Phytofiltration is categorized as rhizofiltration that includes blastofiltration (use seedlings) and caulofilteration (use of excised plant) (Table 1) [92]. Rhizofiltration is the remediation of water in which roots effectively absorb contaminates [93]. In rhizofiltration, contaminant clings or assimilates to the roots, and can be transported to the plants. This method is mostly used to sterilize underground wastes or polluted water. Mostly radioactive substances or metals are removed by this method. Abhilash et al. [94] used the phytofiltration technique to increase the Cd uptake from water by using Limnicharis flava as an experimental plant. Islam et al. [95] reported the phytofiltration capability of Micranthemum umbrosum to remove Cd and arsenic (As) from a hydroponic system. In another experiment, the rhizofiltration potential of Arunda donax for Zn and Cd removal, it and recommended the use of the rhizofilteration technique for Cd elimination [96].

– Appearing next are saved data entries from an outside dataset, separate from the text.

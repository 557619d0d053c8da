//! Tests for the non-interactive replay command.

use tictactoe::{Player, Position, SortOrder, Status};
use tictactoe_tui::{ReplayError, render_text, replay};

#[test]
fn test_replay_stops_accepting_moves_after_win() {
    let snapshot = replay(&[0, 4, 1, 5, 2, 3], SortOrder::Ascending).expect("valid cells");

    assert_eq!(*snapshot.status(), Status::Winner(Player::X));
    assert_eq!(*snapshot.history_len(), 6);
    assert!(snapshot.board().is_empty(Position::MiddleLeft));
}

#[test]
fn test_replay_ignores_repeated_cells() {
    let snapshot = replay(&[4, 4, 4, 0], SortOrder::Ascending).expect("valid cells");
    assert_eq!(*snapshot.history_len(), 3);
    assert_eq!(*snapshot.to_move(), Player::X);
}

#[test]
fn test_replay_descending_text() {
    let snapshot = replay(&[0, 8], SortOrder::Descending).expect("valid cells");
    let text = render_text(&snapshot);

    let moves: Vec<&str> = text.lines().skip(8).collect();
    assert_eq!(
        moves,
        vec![
            "* Go to #2 (2, 2)",
            "  Go to #1 (0, 0)",
            "  Go to Starting",
            "[Sort DESC]"
        ]
    );
}

#[test]
fn test_replay_off_board_cell() {
    let err = replay(&[3, 12], SortOrder::Ascending).unwrap_err();
    assert_eq!(err, ReplayError::InvalidCell(12));
    assert_eq!(err.to_string(), "Cell 12 is off the board (expected 0-8)");
}

#[test]
fn test_replay_draw_text() {
    let snapshot =
        replay(&[0, 1, 2, 4, 3, 5, 7, 6, 8], SortOrder::Ascending).expect("valid cells");
    let text = render_text(&snapshot);
    assert!(text.starts_with("Next player is O\n"));
    assert!(text.contains("The game is a draw."));
}
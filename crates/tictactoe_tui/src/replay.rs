//! Non-interactive play-through of a cell sequence.

use derive_more::{Display, Error, From};
use tictactoe::{Game, GameError, GameEvent, GameSnapshot, Position, SortOrder};
use tracing::{debug, instrument};

/// Errors from a replay.
#[derive(Debug, Clone, PartialEq, Eq, Display, Error, From)]
pub enum ReplayError {
    /// A cell index outside 0-8.
    #[display("Cell {_0} is off the board (expected 0-8)")]
    #[from(ignore)]
    InvalidCell(#[error(not(source))] usize),

    /// The game rejected an event.
    #[display("{_0}")]
    Game(GameError),
}

/// Clicks each cell in turn and returns the final snapshot.
///
/// Clicks on taken squares or after a win are ignored, exactly as in the
/// interactive game.
#[instrument]
pub fn replay(cells: &[usize], sort_order: SortOrder) -> Result<GameSnapshot, ReplayError> {
    if let Some(&cell) = cells.iter().find(|&&cell| Position::from_index(cell).is_none()) {
        return Err(ReplayError::InvalidCell(cell));
    }

    let mut game = Game::with_sort_order(sort_order);
    let mut snapshot = game.snapshot();
    for event in events(cells) {
        snapshot = game.dispatch(event)?;
    }
    debug!(history_len = *snapshot.history_len(), "Replay finished");
    Ok(snapshot)
}

/// Plain-text rendering of a snapshot: status, board and move list.
pub fn render_text(snapshot: &GameSnapshot) -> String {
    let mut out = format!("{}\n\n{}\n\n", snapshot.status(), snapshot.board().display());
    if *snapshot.is_draw() {
        out.push_str("The game is a draw.\n\n");
    }
    for entry in snapshot.entries() {
        let marker = if *entry.is_current() { '*' } else { ' ' };
        out.push_str(&format!("{} {}\n", marker, entry.label()));
    }
    out.push_str(&format!("[{}]", snapshot.sort_toggle_label()));
    out
}

/// Converts a replay into the events the view would have sent.
pub fn events(cells: &[usize]) -> Vec<GameEvent> {
    cells
        .iter()
        .filter_map(|&cell| Position::from_index(cell))
        .map(GameEvent::CellClicked)
        .collect()
}
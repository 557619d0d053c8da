//! Interactive terminal session.

use crate::app::App;
use crate::config::TuiConfig;
use crate::ui;
use anyhow::Result;
use crossterm::{
    event::{self, Event},
    execute,
    terminal::{EnterAlternateScreen, LeaveAlternateScreen, disable_raw_mode, enable_raw_mode},
};
use ratatui::{Terminal, backend::CrosstermBackend};
use std::io::{self, Stdout};
use std::time::Duration;
use tracing::{info, instrument, warn};

/// Runs the game until the user quits, restoring the terminal afterwards.
#[instrument(skip(config))]
pub fn run_interactive(config: &TuiConfig) -> Result<()> {
    info!("Starting interactive session");

    enable_raw_mode()?;
    let mut stdout = io::stdout();
    or_restore(
        execute!(stdout, EnterAlternateScreen).map_err(anyhow::Error::from),
        disable_raw_mode,
    )?;
    let backend = CrosstermBackend::new(stdout);
    let mut terminal = or_restore(Terminal::new(backend).map_err(anyhow::Error::from), || {
        disable_raw_mode()?;
        execute!(io::stdout(), LeaveAlternateScreen)
    })?;

    let res = run_app(&mut terminal, App::new(config));

    disable_raw_mode()?;
    execute!(terminal.backend_mut(), LeaveAlternateScreen)?;
    terminal.show_cursor()?;

    info!("Session ended");
    res
}

/// Runs `restore` when a setup step failed, then hands the result back.
fn or_restore<T>(result: Result<T>, restore: impl FnOnce() -> io::Result<()>) -> Result<T> {
    if let Err(e) = &result {
        warn!(error = %e, "Terminal setup failed, restoring");
        restore()?;
    }
    result
}

fn run_app(terminal: &mut Terminal<CrosstermBackend<Stdout>>, mut app: App) -> Result<()> {
    while !app.should_quit() {
        terminal.draw(|f| ui::draw(f, &app))?;

        if event::poll(Duration::from_millis(250))? {
            if let Event::Key(key) = event::read()? {
                app.handle_key_event(key)?;
            }
        }
    }
    Ok(())
}

#[cfg(test)]
mod tests {
    use super::*;
    use std::cell::Cell;

    #[test]
    fn test_failed_setup_restores_terminal() {
        let restored = Cell::new(false);
        let res: Result<()> = or_restore(Err(anyhow::anyhow!("no tty")), || {
            restored.set(true);
            Ok(())
        });
        assert!(res.is_err());
        assert!(restored.get());
    }

    #[test]
    fn test_successful_setup_skips_restore() {
        let restored = Cell::new(false);
        let res = or_restore(Ok(7), || {
            restored.set(true);
            Ok(())
        });
        assert_eq!(res.expect("setup succeeded"), 7);
        assert!(!restored.get());
    }
}
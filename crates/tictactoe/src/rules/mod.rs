//! Game rules for tic-tac-toe.
//!
//! This module contains pure functions for evaluating a board according to
//! tic-tac-toe rules. Rules are separated from history storage so the game
//! state machine, the contracts and the views can all share them.

pub mod draw;
pub mod win;

pub use draw::{is_draw, is_full};
pub use win::{LINES, WinningLine, check_winner, winning_line};
//! Frozen-after-win invariant: nothing is played past a completed line.

use super::super::history::History;
use super::super::rules::winning_line;
use super::Invariant;

/// Invariant: only the latest entry may hold a completed line.
pub struct FrozenAfterWinInvariant;

impl Invariant<History> for FrozenAfterWinInvariant {
    fn holds(history: &History) -> bool {
        history
            .iter()
            .rev()
            .skip(1)
            .all(|entry| winning_line(entry.board()).is_none())
    }

    fn description() -> &'static str {
        "No move follows a completed line"
    }
}
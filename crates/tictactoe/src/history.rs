//! Move history with time-travel truncation.

use super::action::Move;
use super::error::{GameError, GameErrorKind};
use super::{Board, Player};
use serde::{Deserialize, Serialize};
use tracing::{debug, instrument};

/// Ordered board snapshots, oldest first.
///
/// The starting entry lives apart from the played moves, so a history can
/// never be empty and entry 0 is always the empty board.
#[derive(Debug, Clone, PartialEq, Eq, Serialize, Deserialize)]
pub struct History {
    start: Move,
    played: Vec<Move>,
}

impl History {
    /// Creates a history holding only the starting board.
    pub fn new() -> Self {
        Self {
            start: Move::initial(),
            played: Vec::new(),
        }
    }

    /// Number of entries, starting board included. Always at least 1.
    pub fn len(&self) -> usize {
        self.played.len() + 1
    }

    /// Never true: the starting board is always present.
    pub fn is_empty(&self) -> bool {
        false
    }

    /// Index of the latest entry.
    pub fn current_index(&self) -> usize {
        self.played.len()
    }

    /// The latest entry.
    pub fn current(&self) -> &Move {
        self.played.last().unwrap_or(&self.start)
    }

    /// The latest board.
    pub fn current_board(&self) -> &Board {
        self.current().board()
    }

    /// Player whose mark goes next.
    pub fn to_move(&self) -> Player {
        Player::to_move_after(self.len())
    }

    /// Entry at `index`, if present.
    pub fn get(&self, index: usize) -> Option<&Move> {
        match index {
            0 => Some(&self.start),
            i => self.played.get(i - 1),
        }
    }

    /// Iterates entries oldest first.
    pub fn iter(&self) -> impl DoubleEndedIterator<Item = &Move> {
        std::iter::once(&self.start).chain(self.played.iter())
    }

    /// Appends an entry.
    pub(crate) fn push(&mut self, entry: Move) {
        self.played.push(entry);
    }

    /// Keeps entries `0..=index` and discards everything after.
    ///
    /// # Errors
    ///
    /// Returns `HistoryIndexOutOfRange` if `index` is not an existing entry;
    /// the history is left untouched.
    #[instrument(skip(self), fields(len = self.len()))]
    pub(crate) fn truncate_to(&mut self, index: usize) -> Result<(), GameError> {
        let len = self.len();
        if index >= len {
            return Err(GameErrorKind::HistoryIndexOutOfRange { index, len }.into());
        }
        self.played.truncate(index);
        debug!(discarded = len - self.len(), "History truncated");
        Ok(())
    }
}

impl Default for History {
    fn default() -> Self {
        Self::new()
    }
}

#[cfg(test)]
mod tests {
    use super::*;
    use crate::Position;

    fn history_of(positions: &[Position]) -> History {
        let mut history = History::new();
        for pos in positions {
            let board = history.current_board().with_mark(*pos, history.to_move());
            history.push(Move::new(board, *pos));
        }
        history
    }

    #[test]
    fn test_new_history_has_start_only() {
        let history = History::new();
        assert_eq!(history.len(), 1);
        assert_eq!(history.current_index(), 0);
        assert_eq!(history.current(), &Move::initial());
        assert_eq!(history.to_move(), Player::X);
    }

    #[test]
    fn test_get_indexes_start_then_moves() {
        let history = history_of(&[Position::Center, Position::TopLeft]);
        assert_eq!(history.get(0), Some(&Move::initial()));
        assert_eq!(history.get(1).and_then(Move::position), Some(Position::Center));
        assert_eq!(history.get(2).and_then(Move::position), Some(Position::TopLeft));
        assert_eq!(history.get(3), None);
        assert_eq!(history.iter().count(), 3);
    }

    #[test]
    fn test_truncate_keeps_prefix() {
        let mut history = history_of(&[Position::Center, Position::TopLeft, Position::TopRight]);
        history.truncate_to(1).expect("index in range");
        assert_eq!(history.len(), 2);
        assert_eq!(history.current().position(), Some(Position::Center));
        assert_eq!(history.to_move(), Player::O);
    }

    #[test]
    fn test_truncate_to_current_is_noop() {
        let mut history = history_of(&[Position::Center]);
        let before = history.clone();
        history.truncate_to(1).expect("index in range");
        assert_eq!(history, before);
    }

    #[test]
    fn test_truncate_out_of_range_leaves_history() {
        let mut history = history_of(&[Position::Center]);
        let before = history.clone();
        let err = history.truncate_to(2).unwrap_err();
        assert_eq!(
            err.kind,
            GameErrorKind::HistoryIndexOutOfRange { index: 2, len: 2 }
        );
        assert_eq!(history, before);
    }
}
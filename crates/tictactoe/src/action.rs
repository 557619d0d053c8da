//! History entries and move errors for tic-tac-toe.
//!
//! A `Move` is a board snapshot paired with the square that was just
//! filled. Snapshots are stored rather than replayed so time travel is a
//! plain truncation.

use super::{Board, Player, Position};
use serde::{Deserialize, Serialize};

/// One entry in the game history.
#[derive(Debug, Clone, PartialEq, Eq, Serialize, Deserialize)]
pub struct Move {
    /// The board after this move.
    board: Board,
    /// The square filled by this move; `None` for the starting board.
    position: Option<Position>,
}

impl Move {
    /// The starting entry: an empty board with no move.
    pub fn initial() -> Self {
        Self {
            board: Board::new(),
            position: None,
        }
    }

    /// Creates the entry produced by filling `position`.
    pub(crate) fn new(board: Board, position: Position) -> Self {
        Self {
            board,
            position: Some(position),
        }
    }

    /// Returns the board snapshot.
    pub fn board(&self) -> &Board {
        &self.board
    }

    /// Returns the position filled by this move.
    pub fn position(&self) -> Option<Position> {
        self.position
    }

    /// Returns the player who made this move.
    pub fn player(&self) -> Option<Player> {
        self.position.and_then(|pos| self.board.get(pos).player())
    }

    /// Move-list label for this entry at history `index`.
    pub fn label(&self, index: usize) -> String {
        match self.position {
            None => "Go to Starting".to_string(),
            Some(pos) => format!("Go to #{} {}", index, pos),
        }
    }
}

impl std::fmt::Display for Move {
    fn fmt(&self, f: &mut std::fmt::Formatter<'_>) -> std::fmt::Result {
        match (self.player(), self.position) {
            (Some(player), Some(pos)) => write!(f, "{} -> {}", player, pos.label()),
            _ => write!(f, "Start"),
        }
    }
}

/// Error that can occur when validating or applying a move.
#[derive(Debug, Clone, PartialEq, Eq, derive_more::Display)]
pub enum MoveError {
    /// The square at the position is already occupied.
    #[display("Square {} is already occupied", _0.label())]
    SquareOccupied(Position),

    /// The game has already been won.
    #[display("Game is already over: {} won", _0)]
    GameOver(Player),

    /// An invariant was violated (postcondition failure).
    #[display("Invariant violation: {}", _0)]
    InvariantViolation(String),
}

impl std::error::Error for MoveError {}

#[cfg(test)]
mod tests {
    use super::*;

    #[test]
    fn test_initial_entry_label() {
        let start = Move::initial();
        assert_eq!(start.label(0), "Go to Starting");
        assert_eq!(start.player(), None);
        assert_eq!(start.to_string(), "Start");
    }

    #[test]
    fn test_entry_label_uses_row_and_column() {
        let board = Board::new().with_mark(Position::MiddleRight, Player::O);
        let entry = Move::new(board, Position::MiddleRight);
        assert_eq!(entry.label(2), "Go to #2 (1, 2)");
        assert_eq!(entry.player(), Some(Player::O));
    }
}
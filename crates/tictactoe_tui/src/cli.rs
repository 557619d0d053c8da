//! Command-line interface for tictactoe_tui.

use clap::{Parser, Subcommand};
use std::path::PathBuf;

/// Tic-tac-toe with a rewindable move history
#[derive(Parser, Debug)]
#[command(name = "tictactoe_tui")]
#[command(about = "Tic-tac-toe with time travel, in your terminal", long_about = None)]
#[command(version)]
pub struct Cli {
    /// Path to a TOML config file
    #[arg(short, long)]
    pub config: Option<PathBuf>,

    /// Write logs to this file (overrides the config)
    #[arg(long)]
    pub log_file: Option<PathBuf>,

    /// Subcommand to run (defaults to `play`)
    #[command(subcommand)]
    pub command: Option<Command>,
}

/// Available commands
#[derive(Subcommand, Debug, Clone, PartialEq, Eq)]
pub enum Command {
    /// Play interactively in the terminal
    Play,

    /// Play a sequence of cells and print the final position
    Replay {
        /// Cell indices (0-8, row-major) in the order they are clicked
        cells: Vec<usize>,

        /// Print the snapshot as JSON instead of text
        #[arg(long)]
        json: bool,
    },
}
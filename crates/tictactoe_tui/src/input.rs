//! Cursor movement for keyboard navigation.

use crossterm::event::KeyCode;
use tictactoe::Position;

/// Moves the board cursor one square in the arrow's direction.
///
/// The cursor stops at the board edges; other keys leave it unchanged.
pub fn move_cursor(cursor: Position, key: KeyCode) -> Position {
    let (row, col) = (cursor.row(), cursor.col());
    let target = match key {
        KeyCode::Up => row.checked_sub(1).map(|r| (r, col)),
        KeyCode::Down => Some((row + 1, col)),
        KeyCode::Left => col.checked_sub(1).map(|c| (row, c)),
        KeyCode::Right => Some((row, col + 1)),
        _ => None,
    };
    target
        .and_then(|(r, c)| Position::from_row_col(r, c))
        .unwrap_or(cursor)
}

#[cfg(test)]
mod tests {
    use super::*;

    #[test]
    fn test_arrows_move_one_square() {
        assert_eq!(move_cursor(Position::Center, KeyCode::Up), Position::TopCenter);
        assert_eq!(move_cursor(Position::Center, KeyCode::Down), Position::BottomCenter);
        assert_eq!(move_cursor(Position::Center, KeyCode::Left), Position::MiddleLeft);
        assert_eq!(move_cursor(Position::Center, KeyCode::Right), Position::MiddleRight);
    }

    #[test]
    fn test_edges_stop_the_cursor() {
        assert_eq!(move_cursor(Position::TopLeft, KeyCode::Up), Position::TopLeft);
        assert_eq!(move_cursor(Position::TopLeft, KeyCode::Left), Position::TopLeft);
        assert_eq!(move_cursor(Position::BottomRight, KeyCode::Down), Position::BottomRight);
        assert_eq!(move_cursor(Position::TopRight, KeyCode::Right), Position::TopRight);
    }

    #[test]
    fn test_other_keys_ignored() {
        assert_eq!(move_cursor(Position::Center, KeyCode::Char('x')), Position::Center);
    }
}
//! Draw detection logic for tic-tac-toe.

use super::super::{Board, Square};
use super::win::winning_line;
use tracing::instrument;

/// Checks if the board is full (all squares occupied).
#[instrument]
pub fn is_full(board: &Board) -> bool {
    board.squares().iter().all(|s| *s != Square::Empty)
}

/// A full board with no winner is a draw.
#[instrument]
pub fn is_draw(board: &Board) -> bool {
    is_full(board) && winning_line(board).is_none()
}

#[cfg(test)]
mod tests {
    use super::super::super::{Player, Position};
    use super::*;

    fn fill(marks: [Player; 9]) -> Board {
        Position::ALL
            .iter()
            .zip(marks)
            .fold(Board::new(), |board, (pos, player)| board.with_mark(*pos, player))
    }

    #[test]
    fn test_empty_board_not_full() {
        let board = Board::new();
        assert!(!is_full(&board));
        assert!(!is_draw(&board));
    }

    #[test]
    fn test_partial_board_not_full() {
        let board = Board::new().with_mark(Position::Center, Player::X);
        assert!(!is_full(&board));
    }

    #[test]
    fn test_draw_detection() {
        use Player::{O, X};
        // X O X / O X X / O X O
        let board = fill([X, O, X, O, X, X, O, X, O]);
        assert!(is_full(&board));
        assert!(is_draw(&board));
    }

    #[test]
    fn test_not_draw_if_winner() {
        use Player::{O, X};
        // X X X / O O X / X O O
        let board = fill([X, X, X, O, O, X, X, O, O]);
        assert!(is_full(&board));
        assert!(!is_draw(&board));
    }
}
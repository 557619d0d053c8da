//! Tic-tac-toe with time travel - terminal front end.

use anyhow::{Context, Result};
use clap::Parser;
use tictactoe_tui::{
    Cli, Command, LogTarget, TuiConfig, init_logging, render_text, replay, run_interactive,
};
use tracing::info;

fn main() -> Result<()> {
    // Load .env file
    dotenvy::dotenv().ok();

    let cli = Cli::parse();

    let mut config = TuiConfig::load(cli.config.as_deref())?;
    if let Some(path) = cli.log_file {
        config = config.with_log_file(path);
    }

    match cli.command.unwrap_or(Command::Play) {
        Command::Play => {
            init_logging(&config, LogTarget::File)?;
            run_interactive(&config)
        }
        Command::Replay { cells, json } => {
            init_logging(&config, LogTarget::Stderr)?;
            info!(moves = cells.len(), "Replaying cells");
            let snapshot = replay(&cells, *config.sort_order())?;
            if json {
                let out = serde_json::to_string_pretty(&snapshot)
                    .context("Failed to serialize snapshot")?;
                println!("{}", out);
            } else {
                println!("{}", render_text(&snapshot));
            }
            Ok(())
        }
    }
}
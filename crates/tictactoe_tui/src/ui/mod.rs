//! Stateless UI rendering for the game.

pub mod board;
pub mod moves;

use crate::app::App;
use ratatui::{
    Frame,
    layout::{Alignment, Constraint, Direction, Layout},
    style::{Color, Modifier, Style},
    text::{Line, Span},
    widgets::{Block, Borders, Paragraph},
};
use tictactoe::GameSnapshot;

/// Key help shown at the bottom of the screen.
pub const HELP: &str =
    "arrows move | enter/space select | 1-9 play | tab switch panel | s sort | q quit";

/// Renders the whole screen from the app's snapshot.
pub fn draw(frame: &mut Frame, app: &App) {
    let chunks = Layout::default()
        .direction(Direction::Vertical)
        .constraints([
            Constraint::Length(1), // Title
            Constraint::Length(3), // Status
            Constraint::Min(13),   // Board and moves
            Constraint::Length(1), // Help
        ])
        .split(frame.area());

    let title = Paragraph::new("Tic Tac Toe")
        .style(Style::default().fg(Color::Cyan).add_modifier(Modifier::BOLD))
        .alignment(Alignment::Center);
    frame.render_widget(title, chunks[0]);

    let status = Paragraph::new(status_line(app.snapshot()))
        .alignment(Alignment::Center)
        .block(Block::default().borders(Borders::ALL));
    frame.render_widget(status, chunks[1]);

    let body = Layout::default()
        .direction(Direction::Horizontal)
        .constraints([Constraint::Percentage(55), Constraint::Percentage(45)])
        .split(chunks[2]);
    board::render_board(frame, body[0], app);
    moves::render_moves(frame, body[1], app);

    let help = Paragraph::new(HELP)
        .style(Style::default().fg(Color::DarkGray))
        .alignment(Alignment::Center);
    frame.render_widget(help, chunks[3]);
}

/// Status text, with a draw notice once the board is full.
pub fn status_line(snapshot: &GameSnapshot) -> Line<'static> {
    let color = if snapshot.winner().is_some() {
        Color::Green
    } else {
        Color::Yellow
    };
    let mut spans = vec![Span::styled(
        snapshot.status().to_string(),
        Style::default().fg(color).add_modifier(Modifier::BOLD),
    )];
    if *snapshot.is_draw() {
        spans.push(Span::styled(" (draw)", Style::default().fg(Color::Magenta)));
    }
    Line::from(spans)
}

#[cfg(test)]
mod tests {
    use super::*;
    use crate::config::TuiConfig;
    use crossterm::event::KeyCode;
    use ratatui::{Terminal, backend::TestBackend};

    fn render(app: &App) -> String {
        let backend = TestBackend::new(80, 24);
        let mut terminal = Terminal::new(backend).expect("test terminal");
        terminal.draw(|f| draw(f, app)).expect("draw");
        terminal
            .backend()
            .buffer()
            .content()
            .iter()
            .map(|cell| cell.symbol())
            .collect()
    }

    #[test]
    fn test_fresh_game_screen() {
        let app = App::new(&TuiConfig::default());
        let screen = render(&app);
        assert!(screen.contains("Next player is X"));
        assert!(screen.contains("Go to Starting"));
        assert!(screen.contains("Sort ASC"));
    }

    #[test]
    fn test_won_game_screen() {
        let mut app = App::new(&TuiConfig::default());
        for c in ['1', '5', '2', '6', '3'] {
            app.handle_key(KeyCode::Char(c)).expect("key handled");
        }
        let screen = render(&app);
        assert!(screen.contains("winner is X"));
        assert!(screen.contains("Go to #5 (0, 2)"));
    }

    #[test]
    fn test_draw_notice() {
        let mut app = App::new(&TuiConfig::default());
        for c in ['1', '2', '3', '5', '4', '6', '8', '7', '9'] {
            app.handle_key(KeyCode::Char(c)).expect("key handled");
        }
        let line = status_line(app.snapshot());
        assert_eq!(line.to_string(), "Next player is O (draw)");
    }
}
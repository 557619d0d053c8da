//! Stepwise history invariant: each entry fills exactly one empty square.

use super::super::history::History;
use super::super::{Board, Square};
use super::Invariant;

/// Invariant: every entry after the start differs from its predecessor in
/// exactly one previously-empty square, and that square is the entry's
/// recorded position.
pub struct StepwiseHistoryInvariant;

impl Invariant<History> for StepwiseHistoryInvariant {
    fn holds(history: &History) -> bool {
        let mut entries = history.iter();
        let Some(start) = entries.next() else {
            return false;
        };
        if start.position().is_some() || *start.board() != Board::new() {
            return false;
        }

        let mut previous = start.board();
        for entry in entries {
            let Some(pos) = entry.position() else {
                return false;
            };
            if previous.get(pos) != Square::Empty
                || entry.board().get(pos) == Square::Empty
                || previous.diff(entry.board()) != [pos]
            {
                return false;
            }
            previous = entry.board();
        }
        true
    }

    fn description() -> &'static str {
        "Each history entry fills exactly one previously-empty square"
    }
}
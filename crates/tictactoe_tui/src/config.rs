//! TUI configuration loaded from TOML.

use derive_getters::Getters;
use derive_more::{Display, Error};
use serde::{Deserialize, Serialize};
use std::path::{Path, PathBuf};
use tictactoe::SortOrder;
use tracing::{debug, info, instrument};

/// Config file looked up in the working directory when none is given.
pub const DEFAULT_CONFIG_FILE: &str = "tictactoe.toml";

/// Settings for the terminal front end.
#[derive(Debug, Clone, PartialEq, Eq, Getters, Serialize, Deserialize)]
#[serde(default)]
pub struct TuiConfig {
    /// Initial move-list order.
    sort_order: SortOrder,

    /// File receiving logs during interactive play. No logs when unset.
    log_file: Option<PathBuf>,

    /// Log filter used when `RUST_LOG` is not set.
    log_filter: String,

    /// Show cell numbers (1-9) in empty squares.
    show_cell_numbers: bool,
}

impl Default for TuiConfig {
    fn default() -> Self {
        Self {
            sort_order: SortOrder::Ascending,
            log_file: None,
            log_filter: "info".to_string(),
            show_cell_numbers: true,
        }
    }
}

impl TuiConfig {
    /// Loads configuration from TOML file.
    #[instrument(skip(path), fields(path = %path.as_ref().display()))]
    pub fn from_file(path: impl AsRef<Path>) -> Result<Self, ConfigError> {
        debug!("Loading config from file");
        let content = std::fs::read_to_string(path.as_ref())
            .map_err(|e| ConfigError::new(format!("Failed to read config file: {}", e)))?;

        let config: Self = toml::from_str(&content)
            .map_err(|e| ConfigError::new(format!("Failed to parse config: {}", e)))?;

        info!(sort_order = ?config.sort_order, "Config loaded successfully");
        Ok(config)
    }

    /// Loads the explicit config file, else `tictactoe.toml` if present,
    /// else the defaults.
    ///
    /// An explicit path that cannot be read is an error.
    #[instrument]
    pub fn load(path: Option<&Path>) -> Result<Self, ConfigError> {
        match path {
            Some(path) => Self::from_file(path),
            None if Path::new(DEFAULT_CONFIG_FILE).is_file() => {
                Self::from_file(DEFAULT_CONFIG_FILE)
            }
            None => {
                debug!("No config file, using defaults");
                Ok(Self::default())
            }
        }
    }

    /// Overrides the log file.
    pub fn with_log_file(mut self, path: PathBuf) -> Self {
        self.log_file = Some(path);
        self
    }
}

/// Configuration error.
#[derive(Debug, Clone, Display, Error)]
#[display("Config error: {} at {}:{}", message, file, line)]
pub struct ConfigError {
    /// Error message.
    pub message: String,
    /// Line number where error occurred.
    pub line: u32,
    /// Source file where error occurred.
    pub file: &'static str,
}

impl ConfigError {
    /// Creates a new configuration error.
    #[track_caller]
    pub fn new(message: String) -> Self {
        let loc = std::panic::Location::caller();
        Self {
            message,
            line: loc.line(),
            file: loc.file(),
        }
    }
}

It is a cost-effective technique, and plants act as solar-driven pumps to extract the contaminants from the environment [93,95]. However, any contaminant below the rooting depth is not extracted. It is a time-consuming technique and will not suffice for the extraction of both organic and metal contaminants [95,97].

3.4. Phtytostimulation

Phytostimulation is a technique used to boost the process of phytoremediation by stimulating the root-released compounds to enhance microbial activities. These exudates enhance microbial growth by fulfilling their nutrient requirements. This process is being used in rhizoremediation technologies. It is a low-cost technique for Cd removal and other organic compounds [98]. Another method is the addition of resistant microbial inoculants into the soil, which can cause the accumulation of heavy metals, including Cd [99].

It is a more effective technique for converting toxic contaminants into non-toxic chemicals. Both in situ and ex situ practices can be done with low-cost treatments [100]. Microbes are able to help limit the growth of plant pathogens and increase nitrogen (N) fixation [101]. However, it is a more time-consuming technique, and the use of volatile and biodegradable compounds ex situ is not an easy practice. The process is sensitive to the level of toxicity in soil, and in some cases, incomplete breakdown of the organic compounds is observed. Moreover, well-controlled monitoring is required for this technique [100].